Table 8.14-3 states that 10 cycle blowdown will have <1 Turbidity and <20 TSS.

Table 8.14-3 states that NPDES effluent criteria will be <1 Turbidity.

Why isn’t the ratio of turbidity/ TSS @ 1? How will these criteria be reliably achieved with only clarification?

The plant will operate to meet the NPDES criteria specified in the NPDES permit. The treatment necessary to meet the criteria will be finalized after RWQCB identifies the criteria.

Oil and Grease

Table 8.14-3 states that 10 cycle blowdown will be non-detect. The literature suggests that oil/ water separator effluent is normally 10-20 mg/l dissolved oil.

Table 8.14-3 estimates that NPDES effluent criteria will be 10 mg/L, but most recreation, shellfish, drinking water, and fishery standards require <2 mg/L

Is the NPDES criteria accurate?

The RWQCB will determine the effluent criteria, and CPP will design appropriate water treatment to meet it. There is no introduction of oil to cooling water under current plans.

Chlorine Residual

Table 8.14-3 states that blowdown will be 0.01 mg/L (after dechlorination)

Table 8.14-3 states that NPDES effluent criteria will be 0.002 mg/L, which is far lower than Table 8.14-3’s estimated residual

How will the chlorine residual be held consistently below the NPDES criteria?

Dechlorination commonly is done by injection of S02. The plant will be designed to meet effluent criteria set by the RWQCB.


Response: SMUD believes Table 8.14-3 reflects the most recent estimate of effluent criteria. It is important to recognize that authority to implement effluent criteria is the responsibility and authority of the RWQCB and EPA. SMUD has used current guidance from the RWQCB and recent NPDES permits to estimate these values, but the RWQCB could apply higher or lower concentration limits than those listed.
With respect to inconsistencies, CEC staff has incorrectly attempted to directly link data from two different tables in Section 7 and Section 8.14. The purposes and uses of each table are different although the water quality data used to derive this information is the same.
Table 7.1-1 represents combined data from EBMUD and a grab sample collected from Folsom South Canal. These data are estimates of the water quality in Folsom South Canal. Table 8.14-3 presents these same water quality data, and the estimated effluent criteria that would be applied by the RWQCB. CPP estimates that the towers would operate between 3 and 10 cycles of concentration, with the highest concentration.

  1. Section 8.14.4.1 states that antiscalants and anti-fouling chemicals will be added to the cooling water but fails to provide toxicity or LD50. These chemicals could affect effluent toxicity. Will whole effluent toxicity studies be conducted on cooling tower blow-down or low volume cleaning wastes? If not, explain why.

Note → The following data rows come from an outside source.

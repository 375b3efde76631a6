/// Shared register mapping
///
/// The four Modbus tables, each with its own start address and size, shared
/// between the protocol context serving clients and the application
/// context. Every access goes through a [`MappingGuard`], the scoped
/// critical section returned by [`ModbusMapping::lock`]; the lock is released
/// when the guard drops, on every exit path.
///
/// The lock is exclusive and not reentrant: locking again from the context
/// that already holds the guard deadlocks or fails. Use
/// [`ModbusMapping::try_lock`] where contention must not block.

use std::fmt;
use std::ops::Range;
use std::sync::{Mutex, MutexGuard, TryLockError};

use serde::{Deserialize, Serialize};

use crate::error::{ModbusError, ModbusResult};
use crate::protocol::{data_utils, ModbusAddress, ModbusValue};

/// Start address and size of one table
#[derive(Debug, Clone, Copy, PartialEq, Eq, Serialize, Deserialize)]
pub struct TableLayout {
    #[serde(default)]
    pub start_address: ModbusAddress,
    pub size: u16,
}

impl TableLayout {
    pub const fn new(start_address: ModbusAddress, size: u16) -> Self {
        Self { start_address, size }
    }

    /// Index range for `count` elements from `address`, or a range fault
    fn range(&self, address: ModbusAddress, count: usize) -> ModbusResult<Range<usize>> {
        let start = usize::from(self.start_address);
        let address = usize::from(address);
        let fault = || ModbusError::invalid_address(address as u16, count.min(usize::from(u16::MAX)) as u16);

        if address < start {
            return Err(fault());
        }
        let offset = address - start;
        let end = offset.checked_add(count).ok_or_else(fault)?;
        if end > usize::from(self.size) {
            return Err(fault());
        }
        Ok(offset..end)
    }
}

/// Layout of all four tables
#[derive(Debug, Clone, Copy, PartialEq, Eq, Serialize, Deserialize)]
#[serde(default)]
pub struct MappingLayout {
    pub coils: TableLayout,
    pub discrete_inputs: TableLayout,
    pub holding_registers: TableLayout,
    pub input_registers: TableLayout,
}

impl Default for MappingLayout {
    fn default() -> Self {
        Self::uniform(0, 100)
    }
}

impl MappingLayout {
    /// Every table starting at `start_address` with `size` elements
    pub const fn uniform(start_address: ModbusAddress, size: u16) -> Self {
        let table = TableLayout::new(start_address, size);
        Self {
            coils: table,
            discrete_inputs: table,
            holding_registers: table,
            input_registers: table,
        }
    }

    pub fn validate(&self) -> ModbusResult<()> {
        for (table, layout) in self.tables() {
            if usize::from(layout.start_address) + usize::from(layout.size) > usize::from(u16::MAX) + 1 {
                return Err(ModbusError::configuration(format!(
                    "{} table overflows the address space: start {} + size {}",
                    table, layout.start_address, layout.size
                )));
            }
        }
        if self.tables().iter().all(|(_, layout)| layout.size == 0) {
            return Err(ModbusError::configuration("Mapping has no tables"));
        }
        Ok(())
    }

    fn tables(&self) -> [(Table, TableLayout); 4] {
        [
            (Table::Coils, self.coils),
            (Table::DiscreteInputs, self.discrete_inputs),
            (Table::HoldingRegisters, self.holding_registers),
            (Table::InputRegisters, self.input_registers),
        ]
    }
}

/// The four register classes
#[derive(Debug, Clone, Copy, PartialEq, Eq, Hash)]
pub enum Table {
    Coils,
    DiscreteInputs,
    HoldingRegisters,
    InputRegisters,
}

impl fmt::Display for Table {
    fn fmt(&self, f: &mut fmt::Formatter<'_>) -> fmt::Result {
        let name = match self {
            Table::Coils => "coils",
            Table::DiscreteInputs => "discrete inputs",
            Table::HoldingRegisters => "holding registers",
            Table::InputRegisters => "input registers",
        };
        f.write_str(name)
    }
}

#[derive(Debug)]
struct Tables {
    coils: Vec<bool>,
    discrete_inputs: Vec<bool>,
    holding_registers: Vec<u16>,
    input_registers: Vec<u16>,
}

/// Table sizes, for diagnostics
#[derive(Debug, Clone, PartialEq, Eq)]
pub struct MappingStats {
    pub coils_count: usize,
    pub discrete_inputs_count: usize,
    pub holding_registers_count: usize,
    pub input_registers_count: usize,
}

/// Register mapping shared by the protocol and application contexts
#[derive(Debug)]
pub struct ModbusMapping {
    layout: MappingLayout,
    tables: Mutex<Tables>,
}

impl ModbusMapping {
    /// Allocate zeroed tables for `layout`
    pub fn new(layout: MappingLayout) -> ModbusResult<Self> {
        layout.validate()?;
        Ok(Self {
            layout,
            tables: Mutex::new(Tables {
                coils: vec![false; usize::from(layout.coils.size)],
                discrete_inputs: vec![false; usize::from(layout.discrete_inputs.size)],
                holding_registers: vec![0; usize::from(layout.holding_registers.size)],
                input_registers: vec![0; usize::from(layout.input_registers.size)],
            }),
        })
    }

    pub fn layout(&self) -> &MappingLayout {
        &self.layout
    }

    /// Enter the critical section, blocking on contention
    pub fn lock(&self) -> ModbusResult<MappingGuard<'_>> {
        let tables = self
            .tables
            .lock()
            .map_err(|_| ModbusError::internal("Register mapping lock poisoned"))?;
        Ok(MappingGuard {
            layout: &self.layout,
            tables,
        })
    }

    /// Enter the critical section only if it is free
    pub fn try_lock(&self) -> ModbusResult<Option<MappingGuard<'_>>> {
        match self.tables.try_lock() {
            Ok(tables) => Ok(Some(MappingGuard {
                layout: &self.layout,
                tables,
            })),
            Err(TryLockError::WouldBlock) => Ok(None),
            Err(TryLockError::Poisoned(_)) => Err(ModbusError::internal("Register mapping lock poisoned")),
        }
    }

    /// Run `f` inside the critical section
    pub fn with_lock<R, F>(&self, f: F) -> ModbusResult<R>
    where
        F: FnOnce(&mut MappingGuard<'_>) -> ModbusResult<R>,
    {
        let mut guard = self.lock()?;
        f(&mut guard)
    }

    pub fn get_stats(&self) -> MappingStats {
        MappingStats {
            coils_count: usize::from(self.layout.coils.size),
            discrete_inputs_count: usize::from(self.layout.discrete_inputs.size),
            holding_registers_count: usize::from(self.layout.holding_registers.size),
            input_registers_count: usize::from(self.layout.input_registers.size),
        }
    }
}

fn read_range<T: Copy>(data: &[T], layout: TableLayout, address: ModbusAddress, count: u16) -> ModbusResult<Vec<T>> {
    let range = layout.range(address, usize::from(count))?;
    Ok(data[range].to_vec())
}

fn write_range<T: Copy>(data: &mut [T], layout: TableLayout, address: ModbusAddress, values: &[T]) -> ModbusResult<()> {
    let range = layout.range(address, values.len())?;
    data[range].copy_from_slice(values);
    Ok(())
}

/// Scoped critical section over the mapping
///
/// All getters and setters are bounds-checked against the table layout and
/// fail with `InvalidAddress` instead of touching memory outside a table.
pub struct MappingGuard<'a> {
    layout: &'a MappingLayout,
    tables: MutexGuard<'a, Tables>,
}

impl MappingGuard<'_> {
    pub fn layout(&self) -> &MappingLayout {
        self.layout
    }

    // Coils

    pub fn get_coil(&self, address: ModbusAddress) -> ModbusResult<bool> {
        Ok(read_range(&self.tables.coils, self.layout.coils, address, 1)?[0])
    }

    pub fn get_coils(&self, address: ModbusAddress, count: u16) -> ModbusResult<Vec<bool>> {
        read_range(&self.tables.coils, self.layout.coils, address, count)
    }

    pub fn set_coil(&mut self, address: ModbusAddress, value: bool) -> ModbusResult<()> {
        write_range(&mut self.tables.coils, self.layout.coils, address, &[value])
    }

    pub fn set_coils(&mut self, address: ModbusAddress, values: &[bool]) -> ModbusResult<()> {
        write_range(&mut self.tables.coils, self.layout.coils, address, values)
    }

    // Discrete inputs

    pub fn get_discrete_input(&self, address: ModbusAddress) -> ModbusResult<bool> {
        Ok(read_range(&self.tables.discrete_inputs, self.layout.discrete_inputs, address, 1)?[0])
    }

    pub fn get_discrete_inputs(&self, address: ModbusAddress, count: u16) -> ModbusResult<Vec<bool>> {
        read_range(&self.tables.discrete_inputs, self.layout.discrete_inputs, address, count)
    }

    pub fn set_discrete_input(&mut self, address: ModbusAddress, value: bool) -> ModbusResult<()> {
        write_range(&mut self.tables.discrete_inputs, self.layout.discrete_inputs, address, &[value])
    }

    pub fn set_discrete_inputs(&mut self, address: ModbusAddress, values: &[bool]) -> ModbusResult<()> {
        write_range(&mut self.tables.discrete_inputs, self.layout.discrete_inputs, address, values)
    }

    // Holding registers

    pub fn get_holding_register(&self, address: ModbusAddress) -> ModbusResult<ModbusValue> {
        Ok(read_range(&self.tables.holding_registers, self.layout.holding_registers, address, 1)?[0])
    }

    pub fn get_holding_registers(&self, address: ModbusAddress, count: u16) -> ModbusResult<Vec<ModbusValue>> {
        read_range(&self.tables.holding_registers, self.layout.holding_registers, address, count)
    }

    pub fn set_holding_register(&mut self, address: ModbusAddress, value: ModbusValue) -> ModbusResult<()> {
        write_range(&mut self.tables.holding_registers, self.layout.holding_registers, address, &[value])
    }

    pub fn set_holding_registers(&mut self, address: ModbusAddress, values: &[ModbusValue]) -> ModbusResult<()> {
        write_range(&mut self.tables.holding_registers, self.layout.holding_registers, address, values)
    }

    // Input registers

    pub fn get_input_register(&self, address: ModbusAddress) -> ModbusResult<ModbusValue> {
        Ok(read_range(&self.tables.input_registers, self.layout.input_registers, address, 1)?[0])
    }

    pub fn get_input_registers(&self, address: ModbusAddress, count: u16) -> ModbusResult<Vec<ModbusValue>> {
        read_range(&self.tables.input_registers, self.layout.input_registers, address, count)
    }

    pub fn set_input_register(&mut self, address: ModbusAddress, value: ModbusValue) -> ModbusResult<()> {
        write_range(&mut self.tables.input_registers, self.layout.input_registers, address, &[value])
    }

    pub fn set_input_registers(&mut self, address: ModbusAddress, values: &[ModbusValue]) -> ModbusResult<()> {
        write_range(&mut self.tables.input_registers, self.layout.input_registers, address, values)
    }

    // Two-register values

    /// Read an IEEE 754 float spread over two holding registers
    pub fn get_holding_f32(&self, address: ModbusAddress) -> ModbusResult<f32> {
        data_utils::registers_to_f32(&self.get_holding_registers(address, 2)?)
    }

    /// Publish an IEEE 754 float into two input registers
    pub fn set_input_f32(&mut self, address: ModbusAddress, value: f32) -> ModbusResult<()> {
        self.set_input_registers(address, &data_utils::f32_to_registers(value))
    }
}

impl fmt::Debug for MappingGuard<'_> {
    fn fmt(&self, f: &mut fmt::Formatter<'_>) -> fmt::Result {
        f.debug_struct("MappingGuard").field("layout", self.layout).finish()
    }
}

#[cfg(test)]
mod tests {
    use super::*;

    fn mapping() -> ModbusMapping {
        ModbusMapping::new(MappingLayout {
            coils: TableLayout::new(0, 16),
            discrete_inputs: TableLayout::new(100, 8),
            holding_registers: TableLayout::new(0, 10),
            input_registers: TableLayout::new(30000, 4),
        })
        .unwrap()
    }

    #[test]
    fn test_coil_operations() {
        let mapping = mapping();
        let mut guard = mapping.lock().unwrap();

        guard.set_coil(3, true).unwrap();
        assert!(guard.get_coil(3).unwrap());
        guard.set_coils(8, &[true, false, true]).unwrap();
        assert_eq!(guard.get_coils(8, 3).unwrap(), vec![true, false, true]);
        assert!(guard.set_coils(15, &[true, true]).is_err());
    }

    #[test]
    fn test_register_bounds() {
        let mapping = mapping();
        let mut guard = mapping.lock().unwrap();

        guard.set_holding_register(9, 0xBEEF).unwrap();
        assert_eq!(guard.get_holding_register(9).unwrap(), 0xBEEF);
        assert_eq!(
            guard.set_holding_register(10, 1),
            Err(ModbusError::invalid_address(10, 1))
        );
        assert!(guard.get_holding_registers(8, 3).is_err());
        assert_eq!(guard.get_holding_registers(10, 0).unwrap(), Vec::<u16>::new());
    }

    #[test]
    fn test_start_address_offsets() {
        let mapping = mapping();
        let mut guard = mapping.lock().unwrap();

        assert!(guard.get_discrete_input(99).is_err());
        guard.set_discrete_inputs(100, &[true; 8]).unwrap();
        assert!(guard.get_discrete_input(107).unwrap());
        assert!(guard.get_discrete_input(108).is_err());

        guard.set_input_register(30003, 7).unwrap();
        assert_eq!(guard.get_input_registers(30002, 2).unwrap(), vec![0, 7]);
        assert!(guard.get_input_register(0).is_err());
    }

    #[test]
    fn test_float_helpers() {
        let mapping = mapping();
        let mut guard = mapping.lock().unwrap();

        guard.set_input_f32(30000, 23.25).unwrap();
        let registers = guard.get_input_registers(30000, 2).unwrap();
        assert_eq!(data_utils::registers_to_f32(&registers).unwrap(), 23.25);

        guard.set_holding_registers(0, &data_utils::f32_to_registers(-1.5)).unwrap();
        assert_eq!(guard.get_holding_f32(0).unwrap(), -1.5);
    }

    #[test]
    fn test_critical_section_is_exclusive() {
        let mapping = mapping();
        let guard = mapping.lock().unwrap();
        assert!(mapping.try_lock().unwrap().is_none());
        drop(guard);
        assert!(mapping.try_lock().unwrap().is_some());
    }

    #[test]
    fn test_with_lock_releases_on_error() {
        let mapping = mapping();
        let result: ModbusResult<()> = mapping.with_lock(|guard| {
            guard.set_holding_register(0, 1)?;
            guard.set_holding_register(50, 2)?;
            Ok(())
        });
        assert!(result.is_err());

        let guard = mapping.try_lock().unwrap().unwrap();
        assert_eq!(guard.get_holding_register(0).unwrap(), 1);
    }

    #[test]
    fn test_layout_validation() {
        assert!(ModbusMapping::new(MappingLayout::uniform(0, 0)).is_err());

        let mut layout = MappingLayout::default();
        layout.holding_registers = TableLayout::new(65500, 100);
        assert!(matches!(layout.validate(), Err(ModbusError::Configuration { .. })));

        let mut layout = MappingLayout::default();
        layout.holding_registers = TableLayout::new(65436, 100);
        assert!(layout.validate().is_ok());
    }
}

Response: Cooling tower treatment chemicals are generally long-chain polymers that contain no heavy metals or substances that would be toxic to aquatic organisms. Two frequently used vendors are Betz and Nalco. Several Nalco products are listed in the AFC in Table 8.12-2. Toxicity thresholds are reported to be very high by these companies. The intended use if for water that will be discharged, and therefore, they are required to be non-toxic.

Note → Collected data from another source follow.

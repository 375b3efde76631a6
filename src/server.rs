/// Modbus TCP server
///
/// Serves one client at a time over a [`TcpBridge`]: listen, accept, then
/// receive indications and reply until the client goes away, then accept
/// again. Each write request is committed to the mapping under its lock,
/// answered, and finally announced on the write-notification channel.

use std::net::SocketAddr;
use std::sync::atomic::{AtomicBool, AtomicU64, Ordering};
use std::sync::Arc;

use async_trait::async_trait;
use log::{debug, error, info, warn};
use tokio::sync::broadcast;
use tokio::task::JoinHandle;

use crate::config::ServerConfig;
use crate::connection::TransportStats;
use crate::error::{ModbusError, ModbusResult};
use crate::logging::PacketLogger;
use crate::mapping::{MappingStats, ModbusMapping};
use crate::mbap::{
    build_exception_response, build_response_basis, classify_write, patch_length, MbapHeader, RequestBody,
    RequestFrame, MBAP_HEADER_LENGTH,
};
use crate::notify::{write_channel, WriteListener, WriteNotification, WriteNotifier};
use crate::protocol::{data_utils, ModbusException};
use crate::stack::NetworkStack;
use crate::transport::TcpBridge;
use crate::TCP_SLAVE;

/// Modbus server trait
#[async_trait]
pub trait ModbusServer: Send + Sync {
    /// Start the server
    async fn start(&mut self) -> ModbusResult<()>;

    /// Stop the server
    async fn stop(&mut self) -> ModbusResult<()>;

    /// Check if server is running
    fn is_running(&self) -> bool;

    /// Get server statistics
    fn get_stats(&self) -> ServerStats;

    /// Get the shared register mapping
    fn get_mapping(&self) -> Arc<ModbusMapping>;
}

/// Server statistics
#[derive(Debug, Clone, Default)]
pub struct ServerStats {
    pub connections_count: u64,
    pub total_requests: u64,
    pub successful_requests: u64,
    pub exception_responses: u64,
    pub frame_errors: u64,
    pub ignored_requests: u64,
    pub notifications_published: u64,
    pub uptime_seconds: u64,
    pub transport: TransportStats,
    pub mapping_stats: Option<MappingStats>,
}

#[derive(Debug, Default)]
struct ServerCounters {
    connections: AtomicU64,
    requests: AtomicU64,
    successful: AtomicU64,
    exceptions: AtomicU64,
    frame_errors: AtomicU64,
    ignored: AtomicU64,
    notifications: AtomicU64,
}

fn bump(counter: &AtomicU64) {
    counter.fetch_add(1, Ordering::Relaxed);
}

/// State shared between the server handle and its serving task
struct ServerShared {
    config: ServerConfig,
    bridge: TcpBridge,
    mapping: Arc<ModbusMapping>,
    notifier: WriteNotifier,
    logger: Arc<PacketLogger>,
    counters: ServerCounters,
    running: AtomicBool,
}

impl ServerShared {
    async fn run(self: Arc<Self>, mut shutdown_rx: broadcast::Receiver<()>) {
        loop {
            tokio::select! {
                _ = shutdown_rx.recv() => {
                    info!("Shutdown signal received, stopping server");
                    break;
                }
                result = self.serve_connection() => {
                    if let Err(e) = result {
                        error!("Server loop stopped: {}", e);
                        break;
                    }
                }
            }
        }

        self.bridge.close();
        self.running.store(false, Ordering::SeqCst);
    }

    /// Accept one client and serve it until it goes away
    ///
    /// Only a failure to accept is returned; every connection-level problem
    /// drops the peer and returns `Ok` so the caller accepts again.
    async fn serve_connection(&self) -> ModbusResult<()> {
        self.bridge.accept().await?;
        bump(&self.counters.connections);

        loop {
            let frame = match self
                .bridge
                .receive_frame(self.config.indication_timeout(), self.config.byte_timeout())
                .await
            {
                Ok(frame) => frame,
                Err(ModbusError::Frame { message }) => {
                    bump(&self.counters.frame_errors);
                    warn!("Invalid frame discarded: {}", message);
                    continue;
                }
                Err(ModbusError::RemoteClosed) => {
                    info!("Client disconnected");
                    break;
                }
                Err(e) => {
                    if e.is_recoverable() {
                        debug!("Connection ended: {}", e);
                    } else {
                        error!("Connection failed: {}", e);
                    }
                    break;
                }
            };

            if let Err(e) = self.handle_indication(&frame).await {
                warn!("Failed to answer request: {}", e);
                break;
            }
        }

        self.bridge.drop_peer();
        Ok(())
    }

    /// Reply to one indication, then publish its write notification
    ///
    /// A committed write is announced even when the reply could not be
    /// sent; the send error is returned afterwards.
    async fn handle_indication(&self, frame: &[u8]) -> ModbusResult<()> {
        bump(&self.counters.requests);
        self.logger.log_request(frame);

        let header = MbapHeader::parse(frame)?;
        if let Some(unit_id) = self.config.unit_id {
            if header.unit_id != unit_id && header.unit_id != TCP_SLAVE {
                debug!("Request for unit {} ignored", header.unit_id);
                bump(&self.counters.ignored);
                return Ok(());
            }
        }

        let (response, notification) = self.process(&header, frame);
        let sent = self.bridge.send_frame(&response).await;
        if sent.is_ok() {
            self.logger.log_response(&response);
        }

        if let Some(notification) = notification {
            match self.notifier.publish(notification).await {
                Ok(()) => bump(&self.counters.notifications),
                Err(e) => debug!("Write notification not delivered: {}", e),
            }
        }

        sent?;
        bump(&self.counters.successful);
        Ok(())
    }

    /// Build the response to `frame`, applying it to the mapping
    ///
    /// Yields the notification to publish when a write was committed. Every
    /// failure becomes an exception response.
    fn process(&self, header: &MbapHeader, frame: &[u8]) -> (Vec<u8>, Option<WriteNotification>) {
        let outcome = RequestFrame::decode(frame).and_then(|request| {
            let notification = classify_write(frame)?;
            let response = self.execute(header, &request)?;
            Ok((response, notification))
        });

        match outcome {
            Ok(outcome) => outcome,
            Err(e) => {
                let exception = e.exception_code().unwrap_or(ModbusException::IllegalDataValue);
                bump(&self.counters.exceptions);
                debug!("Answering TID {} with {}: {}", header.transaction_id, exception, e);
                let function_code = frame[MBAP_HEADER_LENGTH];
                (build_exception_response(header, function_code, exception.to_u8()), None)
            }
        }
    }

    /// Apply `request` to the mapping and build the response
    ///
    /// Runs entirely inside one critical section. A range fault leaves the
    /// mapping untouched.
    fn execute(&self, header: &MbapHeader, request: &RequestFrame) -> ModbusResult<Vec<u8>> {
        let mut guard = self.mapping.lock()?;
        let mut response = build_response_basis(header, request.function().to_u8());

        match &request.body {
            RequestBody::ReadCoils { address, quantity } => {
                let packed = data_utils::pack_bits(&guard.get_coils(*address, *quantity)?);
                response.push(packed.len() as u8);
                response.extend_from_slice(&packed);
            }
            RequestBody::ReadDiscreteInputs { address, quantity } => {
                let packed = data_utils::pack_bits(&guard.get_discrete_inputs(*address, *quantity)?);
                response.push(packed.len() as u8);
                response.extend_from_slice(&packed);
            }
            RequestBody::ReadHoldingRegisters { address, quantity } => {
                let values = guard.get_holding_registers(*address, *quantity)?;
                response.push((values.len() * 2) as u8);
                response.extend_from_slice(&data_utils::registers_to_bytes(&values));
            }
            RequestBody::ReadInputRegisters { address, quantity } => {
                let values = guard.get_input_registers(*address, *quantity)?;
                response.push((values.len() * 2) as u8);
                response.extend_from_slice(&data_utils::registers_to_bytes(&values));
            }
            RequestBody::WriteSingleCoil { address, value } => {
                guard.set_coil(*address, *value)?;
                let raw = if *value { 0xFF00 } else { 0x0000 };
                response.extend_from_slice(&data_utils::registers_to_bytes(&[*address, raw]));
            }
            RequestBody::WriteSingleRegister { address, value } => {
                guard.set_holding_register(*address, *value)?;
                response.extend_from_slice(&data_utils::registers_to_bytes(&[*address, *value]));
            }
            RequestBody::WriteMultipleCoils { address, values } => {
                guard.set_coils(*address, values)?;
                response.extend_from_slice(&data_utils::registers_to_bytes(&[*address, values.len() as u16]));
            }
            RequestBody::WriteMultipleRegisters { address, values } => {
                guard.set_holding_registers(*address, values)?;
                response.extend_from_slice(&data_utils::registers_to_bytes(&[*address, values.len() as u16]));
            }
            RequestBody::WriteAndReadRegisters {
                read_address,
                read_quantity,
                write_address,
                values,
            } => {
                // Check the read range before writing anything.
                guard.get_holding_registers(*read_address, *read_quantity)?;
                guard.set_holding_registers(*write_address, values)?;
                let read = guard.get_holding_registers(*read_address, *read_quantity)?;
                response.push((read.len() * 2) as u8);
                response.extend_from_slice(&data_utils::registers_to_bytes(&read));
            }
        }
        drop(guard);

        patch_length(&mut response)?;
        Ok(response)
    }
}

/// Modbus TCP server over a non-blocking stack
pub struct ModbusTcpServer {
    shared: Arc<ServerShared>,
    shutdown_tx: Option<broadcast::Sender<()>>,
    task: Option<JoinHandle<()>>,
    start_time: Option<std::time::Instant>,
}

impl ModbusTcpServer {
    /// Create a server with a fresh mapping laid out per `config`
    ///
    /// Returns the listener half of the write-notification channel for the
    /// application context.
    pub fn new(stack: Arc<dyn NetworkStack>, config: ServerConfig) -> ModbusResult<(Self, WriteListener)> {
        let mapping = Arc::new(ModbusMapping::new(config.mapping)?);
        Self::with_mapping(stack, config, mapping)
    }

    /// Create a server around an existing mapping
    pub fn with_mapping(
        stack: Arc<dyn NetworkStack>,
        config: ServerConfig,
        mapping: Arc<ModbusMapping>,
    ) -> ModbusResult<(Self, WriteListener)> {
        config.validate()?;

        let endpoint = SocketAddr::from(([0, 0, 0, 0], config.port));
        let bridge = TcpBridge::new(stack, endpoint, config.overflow_policy);
        let logger = bridge.logger();
        logger.set_enabled(config.debug);
        logger.set_mode(config.log_mode);

        let (notifier, listener) = write_channel();
        let shared = Arc::new(ServerShared {
            config,
            bridge,
            mapping,
            notifier,
            logger,
            counters: ServerCounters::default(),
            running: AtomicBool::new(false),
        });

        Ok((
            Self {
                shared,
                shutdown_tx: None,
                task: None,
                start_time: None,
            },
            listener,
        ))
    }

    /// Address the listener is bound to, once started
    pub fn local_addr(&self) -> Option<SocketAddr> {
        self.shared.bridge.local_addr()
    }

    pub fn config(&self) -> &ServerConfig {
        &self.shared.config
    }

    /// Toggle packet logging while running
    pub fn set_debug(&self, enabled: bool) {
        self.shared.bridge.set_debug(enabled);
    }

    pub fn debug(&self) -> bool {
        self.shared.bridge.debug()
    }

    pub fn is_connected(&self) -> bool {
        self.shared.bridge.is_connected()
    }
}

#[async_trait]
impl ModbusServer for ModbusTcpServer {
    async fn start(&mut self) -> ModbusResult<()> {
        if self.is_running() {
            return Err(ModbusError::protocol("Server is already running"));
        }

        self.shared.bridge.listen(self.shared.config.backlog)?;
        info!("Modbus TCP server started");
        info!("   - Port: {}", self.shared.config.port);
        info!("   - Backlog: {}", self.shared.config.backlog);
        info!("   - Indication timeout: {:?}", self.shared.config.indication_timeout());

        let (shutdown_tx, shutdown_rx) = broadcast::channel(1);
        self.shared.running.store(true, Ordering::SeqCst);
        self.task = Some(tokio::spawn(Arc::clone(&self.shared).run(shutdown_rx)));
        self.shutdown_tx = Some(shutdown_tx);
        self.start_time = Some(std::time::Instant::now());
        Ok(())
    }

    async fn stop(&mut self) -> ModbusResult<()> {
        if let Some(shutdown_tx) = self.shutdown_tx.take() {
            let _ = shutdown_tx.send(());
        }
        if let Some(task) = self.task.take() {
            task.await
                .map_err(|e| ModbusError::internal(format!("Server task failed: {}", e)))?;
        }
        self.shared.bridge.close();
        self.shared.running.store(false, Ordering::SeqCst);

        info!("Modbus TCP server stopped");
        Ok(())
    }

    fn is_running(&self) -> bool {
        self.shared.running.load(Ordering::SeqCst)
    }

    fn get_stats(&self) -> ServerStats {
        let counters = &self.shared.counters;
        let get = |c: &AtomicU64| c.load(Ordering::Relaxed);

        ServerStats {
            connections_count: get(&counters.connections),
            total_requests: get(&counters.requests),
            successful_requests: get(&counters.successful),
            exception_responses: get(&counters.exceptions),
            frame_errors: get(&counters.frame_errors),
            ignored_requests: get(&counters.ignored),
            notifications_published: get(&counters.notifications),
            uptime_seconds: self.start_time.map_or(0, |t| t.elapsed().as_secs()),
            transport: self.shared.bridge.stats(),
            mapping_stats: Some(self.shared.mapping.get_stats()),
        }
    }

    fn get_mapping(&self) -> Arc<ModbusMapping> {
        Arc::clone(&self.shared.mapping)
    }
}

impl Drop for ModbusTcpServer {
    fn drop(&mut self) {
        if let Some(shutdown_tx) = self.shutdown_tx.take() {
            let _ = shutdown_tx.send(());
        }
    }
}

Effluent and monitoring requirements are the responsibility and authority of the RWQCB, who determine required tests after evaluating the potential for toxicity and adverse effects to beneficial uses. No permit has been issued at this time, and the Applicant is not the appropriate party to advise CEC on why certain tests are included. The RWQCB generally requires 3-species acute or chronic toxicity testing as part of an NPDES permit.